RNA binding and annealing activity of TbRGG3. (A) UV cross-linking assays were performed using 5 fmol of radiolabeled guide RNA (gA6[14]) or a fragment of preedited A6 mRNA (A6U5) with either 500 nM or 1 μM purified GST-TbRGG3. Reaction mixtures were subjected to UV cross-linking and treated with RNase A, and proteins were resolved by 10% SDS-PAGE. Proteins that cross-linked to radiolabeled RNA were visualized by PhosphorImager analysis.
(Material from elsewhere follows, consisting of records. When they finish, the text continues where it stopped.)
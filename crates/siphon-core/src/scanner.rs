//! Directory scanner feeding the work queue
//!
//! Each root is walked as its own task on a bounded walker pool. The scanner
//! counts outstanding walks and seals its latch when the last one finishes,
//! whether it succeeded, failed or was cancelled.

use std::path::{Path, PathBuf};
use std::sync::atomic::{AtomicBool, Ordering};
use std::sync::{Arc, Condvar, Mutex, MutexGuard, PoisonError};
use std::time::{Duration, Instant};

use crossbeam_channel::Receiver;
use walkdir::{DirEntry, WalkDir};

use crate::entry::PathEntry;
use crate::error::ScanError;
use crate::filter::{FilterOptions, ScanFilter, has_hidden_attribute};
use crate::latch::Latch;
use crate::queue::PathQueue;
use crate::shutdown::is_shutdown_requested;

/// Longest single wait on a full queue before re-checking for cancellation
const PUT_RECHECK: Duration = Duration::from_millis(100);

/// Scanner configuration
#[derive(Debug, Clone)]
pub struct ScanOptions {
    pub filter: FilterOptions,
    /// Prefix stripped from queued paths
    pub path_base: Option<PathBuf>,
    /// How long a walker waits for queue space. `None` waits indefinitely.
    pub put_timeout: Option<Duration>,
    /// Roots walked concurrently
    pub walkers: usize,
}

impl Default for ScanOptions {
    fn default() -> Self {
        Self {
            filter: FilterOptions::default(),
            path_base: None,
            put_timeout: None,
            walkers: 4,
        }
    }
}

/// Counters from walking one root
#[derive(Debug, Clone, Default, PartialEq, Eq)]
pub struct ScanStats {
    pub root: PathBuf,
    pub queued: usize,
    pub dirs: usize,
    /// Subtrees that could not be read and were skipped
    pub errors: usize,
}

/// Awaitable result of walking a single root
pub struct ScanHandle {
    root: PathBuf,
    result: Receiver<Result<ScanStats, ScanError>>,
}

impl ScanHandle {
    pub fn root(&self) -> &Path {
        &self.root
    }

    /// Block until the walk has finished
    pub fn join(self) -> Result<ScanStats, ScanError> {
        self.result
            .recv()
            .unwrap_or(Err(ScanError::Lost { root: self.root }))
    }
}

struct Progress {
    outstanding: usize,
    accepting: bool,
}

struct ScanState {
    queue: Arc<dyn PathQueue>,
    latch: Arc<Latch>,
    filter: ScanFilter,
    options: ScanOptions,
    progress: Mutex<Progress>,
    idle: Condvar,
    cancelled: AtomicBool,
}

impl ScanState {
    fn lock(&self) -> MutexGuard<'_, Progress> {
        self.progress.lock().unwrap_or_else(PoisonError::into_inner)
    }

    fn finish_walk(&self) {
        let mut progress = self.lock();
        progress.outstanding -= 1;
        if progress.outstanding == 0 {
            if self.latch.seal() {
                log::debug!("all scans finished, latch sealed");
            }
            self.idle.notify_all();
        }
    }

    fn is_cancelled(&self) -> bool {
        self.cancelled.load(Ordering::Relaxed) || is_shutdown_requested()
    }
}

/// Walks roots and enqueues matching files
pub struct Scanner {
    state: Arc<ScanState>,
    pool: rayon::ThreadPool,
}

impl Scanner {
    /// Fails before any walking when a pattern is invalid or the walker
    /// pool cannot start.
    pub fn new(
        queue: Arc<dyn PathQueue>,
        latch: Arc<Latch>,
        options: ScanOptions,
    ) -> Result<Self, ScanError> {
        let filter = ScanFilter::new(&options.filter)?;
        let pool = rayon::ThreadPoolBuilder::new()
            .num_threads(options.walkers.max(1))
            .thread_name(|i| format!("scanner-{i}"))
            .build()
            .map_err(ScanError::Pool)?;
        Ok(Self {
            state: Arc::new(ScanState {
                queue,
                latch,
                filter,
                options,
                progress: Mutex::new(Progress {
                    outstanding: 0,
                    accepting: true,
                }),
                idle: Condvar::new(),
                cancelled: AtomicBool::new(false),
            }),
            pool,
        })
    }

    pub fn latch(&self) -> &Arc<Latch> {
        &self.state.latch
    }

    /// Start walking `roots` in the background.
    ///
    /// Every root gets its own handle. The latch seals once all of them,
    /// and any roots from earlier calls, have finished. Roots offered
    /// after that are rejected.
    pub fn scan<P: AsRef<Path>>(&self, roots: &[P]) -> Result<Vec<ScanHandle>, ScanError> {
        {
            let mut progress = self.state.lock();
            if !progress.accepting || self.state.latch.is_sealed() {
                return Err(ScanError::Closed);
            }
            if roots.is_empty() {
                if progress.outstanding == 0 {
                    self.state.latch.seal();
                }
                return Ok(Vec::new());
            }
            // Counted up front so an early finisher cannot seal mid-batch
            progress.outstanding += roots.len();
        }

        let handles = roots
            .iter()
            .map(|root| {
                let root = root.as_ref().to_path_buf();
                let (tx, rx) = crossbeam_channel::bounded(1);
                let state = Arc::clone(&self.state);
                let walk_root = root.clone();
                self.pool.spawn(move || {
                    let result = walk(&state, &walk_root);
                    match &result {
                        Ok(stats) => log::info!(
                            "Queued {} file(s) from {} ({} unreadable)",
                            stats.queued,
                            walk_root.display(),
                            stats.errors
                        ),
                        Err(e) => log::warn!("Scan failed: {e}"),
                    }
                    // Seal before reporting so a joined batch implies a sealed latch
                    state.finish_walk();
                    let _ = tx.send(result);
                });
                ScanHandle { root, result: rx }
            })
            .collect();
        Ok(handles)
    }

    /// Stop accepting roots. Walks in progress continue.
    pub fn shutdown(&self) {
        let mut progress = self.state.lock();
        progress.accepting = false;
        if progress.outstanding == 0 && self.state.latch.seal() {
            log::debug!("scanner shut down idle, latch sealed");
        }
    }

    /// Stop accepting roots and cancel walks in progress
    pub fn shutdown_now(&self) {
        self.state.cancelled.store(true, Ordering::Relaxed);
        self.shutdown();
    }

    /// Wait up to `timeout` for all walks to finish
    pub fn await_termination(&self, timeout: Duration) -> bool {
        let progress = self.state.lock();
        let (progress, _) = self
            .state
            .idle
            .wait_timeout_while(progress, timeout, |p| p.outstanding > 0)
            .unwrap_or_else(PoisonError::into_inner);
        progress.outstanding == 0
    }
}

fn walk(state: &ScanState, root: &Path) -> Result<ScanStats, ScanError> {
    let started = Instant::now();
    std::fs::metadata(root).map_err(|source| ScanError::Root {
        root: root.to_path_buf(),
        source,
    })?;
    log::info!("Scanning {}", root.display());

    let options = &state.options;
    let filter = &state.filter;
    let mut stats = ScanStats {
        root: root.to_path_buf(),
        ..Default::default()
    };

    let walker = WalkDir::new(root)
        .follow_links(options.filter.follow_symlinks)
        .into_iter()
        .filter_entry(|entry| entry.depth() == 0 || admits(filter, root, entry));

    for entry in walker {
        if state.is_cancelled() {
            return Err(ScanError::Cancelled {
                root: root.to_path_buf(),
            });
        }
        let entry = match entry {
            Ok(e) => e,
            Err(e) => {
                // Permission denied, symlink loop, vanished subtree
                log::warn!("{}: {e}", root.display());
                stats.errors += 1;
                continue;
            }
        };
        let file_type = entry.file_type();
        if file_type.is_dir() {
            stats.dirs += 1;
            continue;
        }
        if !file_type.is_file() {
            continue;
        }
        if entry.depth() == 0 && !admits(filter, root, &entry) {
            continue;
        }

        let path = PathEntry::relativize(entry.path(), options.path_base.as_deref());
        log::trace!("queueing {path}");
        enqueue(state, root, path)?;
        stats.queued += 1;
    }

    log::debug!(
        "{}: walked {} dirs in {:.1}s",
        root.display(),
        stats.dirs,
        started.elapsed().as_secs_f64()
    );
    Ok(stats)
}

/// Put `path`, waking every [`PUT_RECHECK`] to notice cancellation.
///
/// `put_timeout` bounds the total wait; without one the walker waits until
/// there is room or the scan is cancelled.
fn enqueue(state: &ScanState, root: &Path, path: PathEntry) -> Result<(), ScanError> {
    let deadline = state.options.put_timeout.map(|t| Instant::now() + t);
    loop {
        let wait = match deadline {
            Some(d) => d.saturating_duration_since(Instant::now()).min(PUT_RECHECK),
            None => PUT_RECHECK,
        };
        match state.queue.put(path.clone(), Some(wait)) {
            Ok(true) => return Ok(()),
            Ok(false) => {}
            Err(source) => {
                return Err(ScanError::Queue {
                    root: root.to_path_buf(),
                    source,
                });
            }
        }
        if state.is_cancelled() {
            return Err(ScanError::Cancelled {
                root: root.to_path_buf(),
            });
        }
        if deadline.is_some_and(|d| Instant::now() >= d) {
            return Err(ScanError::QueueTimeout {
                root: root.to_path_buf(),
            });
        }
    }
}

/// Symlink policy first, then name rules and patterns
fn admits(filter: &ScanFilter, root: &Path, entry: &DirEntry) -> bool {
    if entry.path_is_symlink() && !entry.file_type().is_dir() && !entry.file_type().is_file() {
        // Unfollowed link or dangling target
        return false;
    }
    let relative = if entry.depth() == 0 {
        Path::new(entry.file_name())
    } else {
        entry.path().strip_prefix(root).unwrap_or(entry.path())
    };
    let hidden_attr = cfg!(windows) && entry.metadata().is_ok_and(|m| has_hidden_attribute(&m));
    if entry.file_type().is_dir() {
        filter.admits_dir(relative, hidden_attr)
    } else {
        filter.admits_file(relative, hidden_attr)
    }
}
TbRGG2 binding was performed in parallel as a positive control, while reactions using mixtures containing no protein (−) were performed as a negative control. (B) Competition experiments were performed by incubating 7.5 pmol of unlabeled homoribopolymer RNA with GST-TbRGG3 prior to the addition of radiolabeled gRNA (gCYb[558]). Reaction mixtures were UV cross-linked and visualized as stated above. (C) RNA annealing assays were performed with 10 nM radiolabeled A6U5 41-nt pre-mRNA and 10 nM unlabeled gA6[14] gRNA at the indicated protein concentrations. Negative-control reactions were performed in the absence of gRNA (−) or with both RNAs in the absence of protein (+). The reaction mixture containing p22 served as a negative control. Reaction mixtures were incubated for 20 min, treated with proteinase K, and analyzed by 8% native PAGE.